(Stored items)
==========
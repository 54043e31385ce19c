//! Dirty-tracking proxy over a list attribute.

use crate::dirty::DirtyTarget;
use crate::error::{CoreError, CoreResult};
use std::fmt;
use std::mem;
use std::slice;

/// Wraps the backing list of one attribute.
///
/// Appends and positional writes always mark. Removals and bulk operations
/// mark iff they changed the list. Positional calls beyond the end fail
/// with [`CoreError::IndexOutOfBounds`] and leave the registry alone.
pub struct ListProxy<'a, T> {
    list: &'a mut Vec<T>,
    target: DirtyTarget<'a>,
}

impl<'a, T> ListProxy<'a, T> {
    /// Wraps `list`, recording marks through `target`.
    pub fn new(list: &'a mut Vec<T>, target: DirtyTarget<'a>) -> Self {
        Self { list, target }
    }

    /// Returns the dirty target.
    #[must_use]
    pub fn target(&self) -> &DirtyTarget<'a> {
        &self.target
    }

    /// Returns the backing list for reading.
    #[must_use]
    pub fn as_slice(&self) -> &[T] {
        self.list.as_slice()
    }

    /// Returns the number of elements.
    #[must_use]
    pub fn len(&self) -> usize {
        self.list.len()
    }

    /// Returns true if there are no elements.
    #[must_use]
    pub fn is_empty(&self) -> bool {
        self.list.is_empty()
    }

    /// Returns the element at `index`.
    #[must_use]
    pub fn get(&self, index: usize) -> Option<&T> {
        self.list.get(index)
    }

    /// Iterates over the elements.
    pub fn iter(&self) -> slice::Iter<'_, T> {
        self.list.iter()
    }

    /// Appends `value` and marks.
    pub fn push(&mut self, value: T) {
        self.list.push(value);
        self.target.mark();
    }

    /// Inserts `value` at `index` and marks.
    pub fn insert(&mut self, index: usize, value: T) -> CoreResult<()> {
        let len = self.list.len();
        if index > len {
            return Err(CoreError::index_out_of_bounds(index, len));
        }
        self.list.insert(index, value);
        self.target.mark();
        Ok(())
    }

    /// Replaces the element at `index` and marks; returns the old element.
    pub fn set(&mut self, index: usize, value: T) -> CoreResult<T> {
        let len = self.list.len();
        let slot = self
            .list
            .get_mut(index)
            .ok_or_else(|| CoreError::index_out_of_bounds(index, len))?;
        let previous = mem::replace(slot, value);
        self.target.mark();
        Ok(previous)
    }

    /// Removes the element at `index` and marks.
    pub fn remove(&mut self, index: usize) -> CoreResult<T> {
        let len = self.list.len();
        if index >= len {
            return Err(CoreError::index_out_of_bounds(index, len));
        }
        let removed = self.list.remove(index);
        self.target.mark();
        Ok(removed)
    }

    /// Appends every element of `values`; marks once if there was any.
    pub fn extend_from<I>(&mut self, values: I) -> bool
    where
        I: IntoIterator<Item = T>,
    {
        let before = self.list.len();
        self.list.extend(values);
        self.target.mark_if(self.list.len() != before)
    }

    /// Keeps the elements for which `f` returns true; marks if any was dropped.
    pub fn retain<F>(&mut self, f: F) -> bool
    where
        F: FnMut(&T) -> bool,
    {
        let before = self.list.len();
        self.list.retain(f);
        self.target.mark_if(self.list.len() != before)
    }

    /// Shortens the list to `len` elements; marks if it was longer.
    pub fn truncate(&mut self, len: usize) -> bool {
        let before = self.list.len();
        self.list.truncate(len);
        self.target.mark_if(self.list.len() != before)
    }

    /// Removes every element; marks if the list was non-empty.
    pub fn clear(&mut self) {
        let had_elements = !self.list.is_empty();
        self.list.clear();
        self.target.mark_if(had_elements);
    }

    /// Iterates over the elements with proxied, writable slots.
    pub fn iter_mut(&mut self) -> ElementIterMut<'_, T> {
        ElementIterMut {
            inner: self.list.iter_mut(),
            target: &self.target,
        }
    }
}

impl<T: PartialEq> ListProxy<'_, T> {
    /// Returns true if some element equals `value`.
    #[must_use]
    pub fn contains(&self, value: &T) -> bool {
        self.list.contains(value)
    }

    /// Returns the position of the first element equal to `value`.
    #[must_use]
    pub fn index_of(&self, value: &T) -> Option<usize> {
        self.list.iter().position(|candidate| candidate == value)
    }

    /// Removes the first element equal to `value`; marks if there was one.
    pub fn remove_item(&mut self, value: &T) -> bool {
        match self.index_of(value) {
            Some(index) => {
                self.list.remove(index);
                self.target.mark();
                true
            }
            None => false,
        }
    }
}

impl<T: Clone> ListProxy<'_, T> {
    /// Returns a cursor that can remove the element it last yielded.
    pub fn cursor(&mut self) -> ListCursor<'_, T> {
        ListCursor {
            list: &mut *self.list,
            target: &self.target,
            next: 0,
            current: None,
        }
    }
}

impl<T> Extend<T> for ListProxy<'_, T> {
    fn extend<I: IntoIterator<Item = T>>(&mut self, iter: I) {
        self.extend_from(iter);
    }
}

impl<T: fmt::Debug> fmt::Debug for ListProxy<'_, T> {
    fn fmt(&self, f: &mut fmt::Formatter<'_>) -> fmt::Result {
        f.debug_struct("ListProxy")
            .field("attribute", self.target.attribute())
            .field("list", &self.list)
            .finish()
    }
}

/// Cursor over the elements of a list attribute.
///
/// Yields owned elements in list order. [`remove`](Self::remove) deletes the
/// element last yielded, by position, and always marks.
pub struct ListCursor<'c, T> {
    list: &'c mut Vec<T>,
    target: &'c DirtyTarget<'c>,
    next: usize,
    current: Option<usize>,
}

impl<T> ListCursor<'_, T> {
    /// Removes the last yielded element.
    ///
    /// Fails with [`CoreError::NoCurrentElement`] before the first `next`
    /// or when called twice for the same element.
    pub fn remove(&mut self) -> CoreResult<()> {
        let index = self.current.take().ok_or(CoreError::NoCurrentElement)?;
        self.list.remove(index);
        self.next = index;
        self.target.mark();
        Ok(())
    }
}

impl<T: Clone> Iterator for ListCursor<'_, T> {
    type Item = T;

    fn next(&mut self) -> Option<T> {
        let element = self.list.get(self.next).cloned()?;
        self.current = Some(self.next);
        self.next += 1;
        Some(element)
    }

    fn size_hint(&self) -> (usize, Option<usize>) {
        let remaining = self.list.len().saturating_sub(self.next);
        (remaining, Some(remaining))
    }
}

/// Iterator over [`ElementProxy`] items.
pub struct ElementIterMut<'i, T> {
    inner: slice::IterMut<'i, T>,
    target: &'i DirtyTarget<'i>,
}

impl<'i, T> Iterator for ElementIterMut<'i, T> {
    type Item = ElementProxy<'i, T>;

    fn next(&mut self) -> Option<Self::Item> {
        let target = self.target;
        self.inner.next().map(|slot| ElementProxy { slot, target })
    }

    fn size_hint(&self) -> (usize, Option<usize>) {
        self.inner.size_hint()
    }
}

/// One live slot of a list attribute, obtained by iteration.
pub struct ElementProxy<'i, T> {
    slot: &'i mut T,
    target: &'i DirtyTarget<'i>,
}

impl<T> ElementProxy<'_, T> {
    /// Returns the current element.
    #[must_use]
    pub fn get(&self) -> &T {
        &*self.slot
    }

    /// Replaces the element in the backing list and marks; returns the old one.
    pub fn set(&mut self, value: T) -> T {
        let previous = mem::replace(self.slot, value);
        self.target.mark();
        previous
    }
}

#[cfg(test)]
mod tests {
    use super::*;
    use crate::metadata::PropertyType;
    use crate::proxy::testing::{meta, Recorder};

    fn prepare_list() -> Vec<String> {
        vec!["FR".to_string(), "Paris".to_string(), "75014".to_string()]
    }

    #[test]
    fn push_always_marks() {
        let recorder = Recorder::default();
        let meta = meta("friends", PropertyType::List);
        let mut target = Vec::new();
        let mut proxy = ListProxy::new(&mut target, DirtyTarget::for_property(&recorder, &meta));

        proxy.push("FR".to_string());
        proxy.push("FR".to_string());
        assert_eq!(recorder.count(), 2);
        assert_eq!(target, vec!["FR", "FR"]);
    }

    #[test]
    fn positional_writes() {
        let recorder = Recorder::default();
        let meta = meta("friends", PropertyType::List);
        let mut target = prepare_list();
        let mut proxy = ListProxy::new(&mut target, DirtyTarget::for_property(&recorder, &meta));

        proxy.insert(0, "first".to_string()).unwrap();
        assert_eq!(proxy.set(1, "France".to_string()).unwrap(), "FR");
        assert_eq!(proxy.remove(3).unwrap(), "75014");
        assert_eq!(recorder.count(), 3);
        assert_eq!(proxy.as_slice(), ["first", "France", "Paris"]);
    }

    #[test]
    fn out_of_bounds_fails_without_mark() {
        let recorder = Recorder::default();
        let meta = meta("friends", PropertyType::List);
        let mut target = prepare_list();
        let mut proxy = ListProxy::new(&mut target, DirtyTarget::for_property(&recorder, &meta));

        assert_eq!(
            proxy.insert(4, "x".to_string()),
            Err(CoreError::index_out_of_bounds(4, 3))
        );
        assert_eq!(
            proxy.set(3, "x".to_string()),
            Err(CoreError::index_out_of_bounds(3, 3))
        );
        assert_eq!(proxy.remove(7), Err(CoreError::index_out_of_bounds(7, 3)));
        assert_eq!(recorder.count(), 0);
        assert_eq!(proxy.len(), 3);
    }

    #[test]
    fn remove_item_marks_iff_found() {
        let recorder = Recorder::default();
        let meta = meta("friends", PropertyType::List);
        let mut target = prepare_list();
        let mut proxy = ListProxy::new(&mut target, DirtyTarget::for_property(&recorder, &meta));

        assert!(!proxy.remove_item(&"Lyon".to_string()));
        assert_eq!(recorder.count(), 0);

        assert!(proxy.remove_item(&"Paris".to_string()));
        assert_eq!(recorder.count(), 1);
        assert_eq!(proxy.index_of(&"75014".to_string()), Some(1));
    }

    #[test]
    fn bulk_operations_mark_iff_changed() {
        let recorder = Recorder::default();
        let meta = meta("friends", PropertyType::List);
        let mut target = prepare_list();
        let mut proxy = ListProxy::new(&mut target, DirtyTarget::for_property(&recorder, &meta));

        assert!(!proxy.extend_from(Vec::new()));
        assert!(!proxy.truncate(10));
        assert!(!proxy.retain(|_| true));
        assert_eq!(recorder.count(), 0);

        proxy.extend(vec!["Lyon".to_string()]);
        assert!(proxy.truncate(2));
        assert!(proxy.retain(|value| value != "FR"));
        assert_eq!(recorder.count(), 3);

        proxy.clear();
        proxy.clear();
        assert_eq!(recorder.count(), 4);
    }

    #[test]
    fn element_set_marks_and_writes_through() {
        let recorder = Recorder::default();
        let meta = meta("friends", PropertyType::List);
        let mut target = prepare_list();
        let mut proxy = ListProxy::new(&mut target, DirtyTarget::for_property(&recorder, &meta));

        for mut element in proxy.iter_mut() {
            if element.get() == "Paris" {
                element.set("Lyon".to_string());
            }
        }

        assert_eq!(recorder.count(), 1);
        assert_eq!(target[1], "Lyon");
    }

    #[test]
    fn reads_do_not_mark() {
        let recorder = Recorder::default();
        let meta = meta("friends", PropertyType::List);
        let mut target = prepare_list();
        let mut proxy = ListProxy::new(&mut target, DirtyTarget::for_property(&recorder, &meta));

        assert_eq!(proxy.get(0).map(String::as_str), Some("FR"));
        assert!(proxy.contains(&"Paris".to_string()));
        assert_eq!(proxy.iter().count(), 3);
        assert_eq!(proxy.iter_mut().count(), 3);
        assert_eq!(recorder.count(), 0);
    }

    #[test]
    fn cursor_remove_marks_and_keeps_position() {
        let recorder = Recorder::default();
        let meta = meta("friends", PropertyType::List);
        let mut target = prepare_list();

        {
            let mut proxy =
                ListProxy::new(&mut target, DirtyTarget::for_property(&recorder, &meta));
            let mut cursor = proxy.cursor();
            assert_eq!(cursor.remove(), Err(CoreError::NoCurrentElement));
            assert_eq!(cursor.next().as_deref(), Some("FR"));
            cursor.remove().unwrap();
            assert_eq!(cursor.remove(), Err(CoreError::NoCurrentElement));
            assert_eq!(cursor.next().as_deref(), Some("Paris"));
            assert_eq!(cursor.next().as_deref(), Some("75014"));
            cursor.remove().unwrap();
            assert_eq!(cursor.next(), None);
        }

        assert_eq!(recorder.count(), 2);
        assert_eq!(target, vec!["Paris"]);
    }

    #[test]
    fn cursor_iteration_alone_does_not_mark() {
        let recorder = Recorder::default();
        let meta = meta("friends", PropertyType::List);
        let mut target = prepare_list();
        let mut proxy = ListProxy::new(&mut target, DirtyTarget::for_property(&recorder, &meta));

        assert_eq!(proxy.cursor().count(), 3);
        assert_eq!(recorder.count(), 0);
    }
}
==========
### [TASK OBJECTIVE]
For this exercise, please output exactly the lines above starting at the line with "let removed = self.list.remove(index);" and ending at the line with "it was longer.", ends included.

### [RESULT FOR THIS TASK]
        let removed = self.list.remove(index);
        self.target.mark();
        Ok(removed)
    }

    /// Appends every element of `values`; marks once if there was any.
    pub fn extend_from<I>(&mut self, values: I) -> bool
    where
        I: IntoIterator<Item = T>,
    {
        let before = self.list.len();
        self.list.extend(values);
        self.target.mark_if(self.list.len() != before)
    }

    /// Keeps the elements for which `f` returns true; marks if any was dropped.
    pub fn retain<F>(&mut self, f: F) -> bool
    where
        F: FnMut(&T) -> bool,
    {
        let before = self.list.len();
        self.list.retain(f);
        self.target.mark_if(self.list.len() != before)
    }

    /// Shortens the list to `len` elements; marks if it was longer.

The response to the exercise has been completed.